### Your task
Wherever the string "which" appears in a line of the listing below, report that line.

### Data shown
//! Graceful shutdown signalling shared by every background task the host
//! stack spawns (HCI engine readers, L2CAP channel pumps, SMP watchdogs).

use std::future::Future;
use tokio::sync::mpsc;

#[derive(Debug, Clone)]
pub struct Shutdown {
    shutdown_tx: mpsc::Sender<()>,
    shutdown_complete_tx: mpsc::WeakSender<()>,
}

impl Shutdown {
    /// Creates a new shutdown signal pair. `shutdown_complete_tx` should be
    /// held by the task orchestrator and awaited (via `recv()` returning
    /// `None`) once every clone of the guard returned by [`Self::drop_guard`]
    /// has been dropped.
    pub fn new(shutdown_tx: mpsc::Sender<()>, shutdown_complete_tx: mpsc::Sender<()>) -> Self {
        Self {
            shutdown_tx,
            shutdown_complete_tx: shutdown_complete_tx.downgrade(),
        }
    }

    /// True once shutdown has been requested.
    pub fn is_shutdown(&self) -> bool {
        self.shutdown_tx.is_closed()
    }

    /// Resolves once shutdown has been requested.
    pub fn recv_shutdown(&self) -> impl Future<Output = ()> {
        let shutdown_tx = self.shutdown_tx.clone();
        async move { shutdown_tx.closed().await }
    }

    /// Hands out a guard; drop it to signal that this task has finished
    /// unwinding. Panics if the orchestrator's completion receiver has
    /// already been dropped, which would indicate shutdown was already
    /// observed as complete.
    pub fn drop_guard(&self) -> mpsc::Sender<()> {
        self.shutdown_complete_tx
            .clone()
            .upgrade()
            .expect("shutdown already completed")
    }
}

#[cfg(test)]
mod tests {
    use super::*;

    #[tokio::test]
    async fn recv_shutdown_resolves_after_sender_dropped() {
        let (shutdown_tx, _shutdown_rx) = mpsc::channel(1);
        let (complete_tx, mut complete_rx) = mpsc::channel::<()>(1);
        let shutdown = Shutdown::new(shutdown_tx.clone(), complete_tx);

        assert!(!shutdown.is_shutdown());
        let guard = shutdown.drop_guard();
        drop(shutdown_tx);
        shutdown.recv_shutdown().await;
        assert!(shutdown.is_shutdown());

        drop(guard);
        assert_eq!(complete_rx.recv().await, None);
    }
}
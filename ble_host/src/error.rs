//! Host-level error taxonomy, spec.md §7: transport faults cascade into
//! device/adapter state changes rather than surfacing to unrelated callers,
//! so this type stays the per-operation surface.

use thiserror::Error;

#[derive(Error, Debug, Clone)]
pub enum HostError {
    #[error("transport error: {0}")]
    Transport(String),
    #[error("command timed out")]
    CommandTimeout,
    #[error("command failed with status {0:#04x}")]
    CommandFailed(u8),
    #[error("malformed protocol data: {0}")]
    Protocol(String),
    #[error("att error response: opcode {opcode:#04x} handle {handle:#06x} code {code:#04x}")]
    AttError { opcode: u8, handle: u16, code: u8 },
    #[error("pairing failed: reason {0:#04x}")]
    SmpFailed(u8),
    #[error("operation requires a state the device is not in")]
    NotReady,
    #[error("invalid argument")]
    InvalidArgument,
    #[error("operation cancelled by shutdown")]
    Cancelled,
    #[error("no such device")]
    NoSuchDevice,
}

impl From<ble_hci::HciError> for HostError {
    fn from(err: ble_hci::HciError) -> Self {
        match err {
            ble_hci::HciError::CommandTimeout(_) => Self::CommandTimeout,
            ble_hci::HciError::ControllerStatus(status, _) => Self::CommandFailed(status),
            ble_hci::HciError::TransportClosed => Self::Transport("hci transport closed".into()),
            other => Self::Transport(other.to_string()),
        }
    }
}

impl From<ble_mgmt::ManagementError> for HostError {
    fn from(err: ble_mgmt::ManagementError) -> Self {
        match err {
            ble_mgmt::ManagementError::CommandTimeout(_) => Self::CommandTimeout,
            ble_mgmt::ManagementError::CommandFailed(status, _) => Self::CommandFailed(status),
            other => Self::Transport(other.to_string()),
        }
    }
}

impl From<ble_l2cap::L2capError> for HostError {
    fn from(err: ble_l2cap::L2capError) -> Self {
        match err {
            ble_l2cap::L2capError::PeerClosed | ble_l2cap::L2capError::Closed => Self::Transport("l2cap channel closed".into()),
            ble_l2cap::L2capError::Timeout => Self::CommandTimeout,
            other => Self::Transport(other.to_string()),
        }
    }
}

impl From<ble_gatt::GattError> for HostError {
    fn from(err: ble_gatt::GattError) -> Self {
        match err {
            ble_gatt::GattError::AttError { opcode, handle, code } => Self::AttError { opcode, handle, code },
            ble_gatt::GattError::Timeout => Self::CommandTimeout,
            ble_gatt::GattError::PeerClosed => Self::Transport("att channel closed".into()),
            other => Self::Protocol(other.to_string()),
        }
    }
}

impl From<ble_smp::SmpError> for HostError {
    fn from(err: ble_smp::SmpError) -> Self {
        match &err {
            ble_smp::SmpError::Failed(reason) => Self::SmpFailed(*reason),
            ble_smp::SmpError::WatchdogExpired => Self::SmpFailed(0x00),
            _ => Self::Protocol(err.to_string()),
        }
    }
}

--

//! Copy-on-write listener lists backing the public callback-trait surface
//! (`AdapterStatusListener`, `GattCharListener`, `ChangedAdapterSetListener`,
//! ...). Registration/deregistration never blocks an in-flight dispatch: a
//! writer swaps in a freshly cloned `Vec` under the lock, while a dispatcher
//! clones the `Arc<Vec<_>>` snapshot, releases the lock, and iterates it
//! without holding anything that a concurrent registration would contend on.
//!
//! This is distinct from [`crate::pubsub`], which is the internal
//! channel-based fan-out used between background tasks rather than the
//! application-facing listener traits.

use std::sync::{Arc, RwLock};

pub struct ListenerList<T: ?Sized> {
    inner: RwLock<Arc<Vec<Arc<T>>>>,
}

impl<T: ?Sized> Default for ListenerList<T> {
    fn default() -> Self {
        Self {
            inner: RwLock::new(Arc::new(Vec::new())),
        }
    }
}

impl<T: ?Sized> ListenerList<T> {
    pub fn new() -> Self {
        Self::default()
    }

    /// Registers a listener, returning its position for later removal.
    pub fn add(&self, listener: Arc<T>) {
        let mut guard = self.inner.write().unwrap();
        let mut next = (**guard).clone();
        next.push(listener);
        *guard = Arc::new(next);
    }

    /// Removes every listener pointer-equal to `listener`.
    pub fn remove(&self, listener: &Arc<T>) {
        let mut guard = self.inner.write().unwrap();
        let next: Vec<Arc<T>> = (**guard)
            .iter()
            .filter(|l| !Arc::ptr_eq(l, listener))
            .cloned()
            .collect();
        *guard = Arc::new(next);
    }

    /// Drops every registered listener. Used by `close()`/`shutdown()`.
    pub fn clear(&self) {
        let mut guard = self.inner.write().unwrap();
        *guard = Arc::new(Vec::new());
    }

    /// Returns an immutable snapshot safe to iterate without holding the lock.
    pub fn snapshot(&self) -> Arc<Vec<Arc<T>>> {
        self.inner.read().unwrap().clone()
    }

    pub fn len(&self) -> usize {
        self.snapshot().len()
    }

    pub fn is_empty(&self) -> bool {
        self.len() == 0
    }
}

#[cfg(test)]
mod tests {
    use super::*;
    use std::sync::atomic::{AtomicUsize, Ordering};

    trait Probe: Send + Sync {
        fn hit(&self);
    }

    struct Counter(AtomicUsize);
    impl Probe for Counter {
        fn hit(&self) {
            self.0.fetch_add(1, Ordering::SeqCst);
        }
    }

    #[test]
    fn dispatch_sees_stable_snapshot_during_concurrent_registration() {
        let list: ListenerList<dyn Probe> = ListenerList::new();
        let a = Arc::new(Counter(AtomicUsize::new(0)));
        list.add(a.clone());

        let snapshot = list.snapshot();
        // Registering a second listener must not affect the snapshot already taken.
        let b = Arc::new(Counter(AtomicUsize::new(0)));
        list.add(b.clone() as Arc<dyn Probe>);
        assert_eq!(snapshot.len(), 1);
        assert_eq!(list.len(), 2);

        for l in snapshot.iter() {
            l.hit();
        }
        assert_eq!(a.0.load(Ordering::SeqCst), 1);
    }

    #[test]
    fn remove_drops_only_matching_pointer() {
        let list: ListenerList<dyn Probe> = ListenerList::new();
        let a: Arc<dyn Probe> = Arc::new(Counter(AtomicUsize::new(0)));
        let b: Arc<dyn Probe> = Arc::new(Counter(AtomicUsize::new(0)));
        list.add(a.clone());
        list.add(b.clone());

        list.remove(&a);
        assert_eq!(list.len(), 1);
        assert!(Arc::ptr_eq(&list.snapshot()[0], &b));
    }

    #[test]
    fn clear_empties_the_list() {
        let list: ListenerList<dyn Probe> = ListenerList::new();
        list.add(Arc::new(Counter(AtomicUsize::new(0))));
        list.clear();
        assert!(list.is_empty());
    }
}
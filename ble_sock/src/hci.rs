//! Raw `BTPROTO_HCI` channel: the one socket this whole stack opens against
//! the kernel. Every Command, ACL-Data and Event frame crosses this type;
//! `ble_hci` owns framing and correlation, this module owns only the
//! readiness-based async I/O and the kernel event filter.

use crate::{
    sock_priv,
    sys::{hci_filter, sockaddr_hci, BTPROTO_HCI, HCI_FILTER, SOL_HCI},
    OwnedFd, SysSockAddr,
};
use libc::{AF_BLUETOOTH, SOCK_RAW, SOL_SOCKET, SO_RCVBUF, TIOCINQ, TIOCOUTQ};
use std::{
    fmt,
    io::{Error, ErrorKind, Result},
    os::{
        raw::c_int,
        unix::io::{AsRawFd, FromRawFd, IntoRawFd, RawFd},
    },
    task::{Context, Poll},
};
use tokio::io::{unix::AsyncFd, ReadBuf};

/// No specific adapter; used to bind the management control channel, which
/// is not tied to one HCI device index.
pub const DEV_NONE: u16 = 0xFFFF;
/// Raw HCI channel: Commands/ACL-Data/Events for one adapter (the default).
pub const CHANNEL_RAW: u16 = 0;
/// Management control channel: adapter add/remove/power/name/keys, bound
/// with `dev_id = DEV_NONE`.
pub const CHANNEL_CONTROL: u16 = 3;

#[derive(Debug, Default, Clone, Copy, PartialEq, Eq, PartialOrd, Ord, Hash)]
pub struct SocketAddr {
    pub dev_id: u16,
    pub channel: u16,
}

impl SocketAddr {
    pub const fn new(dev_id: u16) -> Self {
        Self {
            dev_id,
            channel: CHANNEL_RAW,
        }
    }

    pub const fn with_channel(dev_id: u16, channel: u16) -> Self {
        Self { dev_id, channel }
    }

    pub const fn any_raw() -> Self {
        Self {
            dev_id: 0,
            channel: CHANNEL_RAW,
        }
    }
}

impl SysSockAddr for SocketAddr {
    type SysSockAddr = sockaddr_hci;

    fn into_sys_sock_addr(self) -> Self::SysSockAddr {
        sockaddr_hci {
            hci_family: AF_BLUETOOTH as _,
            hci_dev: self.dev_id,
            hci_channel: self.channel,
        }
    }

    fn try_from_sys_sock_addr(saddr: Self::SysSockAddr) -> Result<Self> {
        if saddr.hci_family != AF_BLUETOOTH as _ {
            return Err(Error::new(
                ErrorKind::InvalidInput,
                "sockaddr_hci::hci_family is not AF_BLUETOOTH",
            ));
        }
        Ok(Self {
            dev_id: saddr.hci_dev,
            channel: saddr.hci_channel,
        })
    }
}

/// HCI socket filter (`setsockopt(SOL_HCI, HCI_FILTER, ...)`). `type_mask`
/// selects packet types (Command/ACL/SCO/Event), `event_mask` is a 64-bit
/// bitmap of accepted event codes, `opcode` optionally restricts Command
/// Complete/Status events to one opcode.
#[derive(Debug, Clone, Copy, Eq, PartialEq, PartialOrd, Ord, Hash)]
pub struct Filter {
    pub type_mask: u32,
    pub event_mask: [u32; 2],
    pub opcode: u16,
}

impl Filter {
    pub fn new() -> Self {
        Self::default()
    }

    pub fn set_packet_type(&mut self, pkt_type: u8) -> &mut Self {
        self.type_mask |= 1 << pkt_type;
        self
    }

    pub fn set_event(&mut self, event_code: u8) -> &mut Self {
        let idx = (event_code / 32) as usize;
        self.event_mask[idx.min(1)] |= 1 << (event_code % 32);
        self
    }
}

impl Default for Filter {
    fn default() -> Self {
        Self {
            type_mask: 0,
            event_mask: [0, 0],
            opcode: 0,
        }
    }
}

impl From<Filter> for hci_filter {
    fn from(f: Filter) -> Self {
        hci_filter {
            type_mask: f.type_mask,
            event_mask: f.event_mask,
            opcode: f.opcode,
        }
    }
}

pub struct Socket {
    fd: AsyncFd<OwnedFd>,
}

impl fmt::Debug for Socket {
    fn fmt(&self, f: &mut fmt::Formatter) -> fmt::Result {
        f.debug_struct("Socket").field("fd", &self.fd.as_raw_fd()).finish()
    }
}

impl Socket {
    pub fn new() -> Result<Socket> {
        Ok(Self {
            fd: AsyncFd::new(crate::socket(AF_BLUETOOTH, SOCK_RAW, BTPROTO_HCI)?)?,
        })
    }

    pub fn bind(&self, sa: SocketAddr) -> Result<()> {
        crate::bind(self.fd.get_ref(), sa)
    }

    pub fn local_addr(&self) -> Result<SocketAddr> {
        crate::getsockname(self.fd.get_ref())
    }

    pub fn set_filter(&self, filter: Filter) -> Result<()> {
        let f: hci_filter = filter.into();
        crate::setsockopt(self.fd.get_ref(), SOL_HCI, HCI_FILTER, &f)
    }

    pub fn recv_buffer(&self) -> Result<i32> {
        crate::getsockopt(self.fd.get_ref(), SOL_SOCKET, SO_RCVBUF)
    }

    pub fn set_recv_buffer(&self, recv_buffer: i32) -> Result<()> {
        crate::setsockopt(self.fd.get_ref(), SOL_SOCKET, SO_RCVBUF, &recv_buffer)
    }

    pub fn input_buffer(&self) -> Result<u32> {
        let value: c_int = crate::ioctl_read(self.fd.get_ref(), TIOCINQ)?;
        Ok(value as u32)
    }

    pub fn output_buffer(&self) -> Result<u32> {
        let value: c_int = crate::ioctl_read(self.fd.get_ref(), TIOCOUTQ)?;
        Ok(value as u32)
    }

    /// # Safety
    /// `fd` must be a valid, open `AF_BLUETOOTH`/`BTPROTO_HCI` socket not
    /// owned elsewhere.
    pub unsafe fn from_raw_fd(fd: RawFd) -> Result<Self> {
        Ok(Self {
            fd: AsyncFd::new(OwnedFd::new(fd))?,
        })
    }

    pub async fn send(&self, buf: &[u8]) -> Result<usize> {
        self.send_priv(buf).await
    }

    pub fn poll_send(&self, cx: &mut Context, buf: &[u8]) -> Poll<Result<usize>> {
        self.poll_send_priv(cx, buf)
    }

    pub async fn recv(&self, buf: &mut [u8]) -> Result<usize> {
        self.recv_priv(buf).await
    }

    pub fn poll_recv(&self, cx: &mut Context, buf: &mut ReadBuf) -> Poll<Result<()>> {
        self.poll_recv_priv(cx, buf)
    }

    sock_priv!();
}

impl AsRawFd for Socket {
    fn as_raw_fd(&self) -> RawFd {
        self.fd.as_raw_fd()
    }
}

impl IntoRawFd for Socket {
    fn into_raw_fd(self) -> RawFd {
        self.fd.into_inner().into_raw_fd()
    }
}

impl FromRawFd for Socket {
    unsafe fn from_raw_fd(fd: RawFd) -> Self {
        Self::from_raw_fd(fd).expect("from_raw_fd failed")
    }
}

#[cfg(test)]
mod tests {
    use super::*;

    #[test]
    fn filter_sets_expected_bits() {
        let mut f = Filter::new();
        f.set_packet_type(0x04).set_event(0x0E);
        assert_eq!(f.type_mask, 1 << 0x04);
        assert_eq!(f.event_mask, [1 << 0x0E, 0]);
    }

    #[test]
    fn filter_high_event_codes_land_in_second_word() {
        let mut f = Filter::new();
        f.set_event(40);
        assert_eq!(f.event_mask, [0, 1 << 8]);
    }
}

### Output of the exercise
    /// already been dropped, which would indicate shutdown was already
//! This is distinct from [`crate::pubsub`], which is the internal
/// No specific adapter; used to bind the management control channel, which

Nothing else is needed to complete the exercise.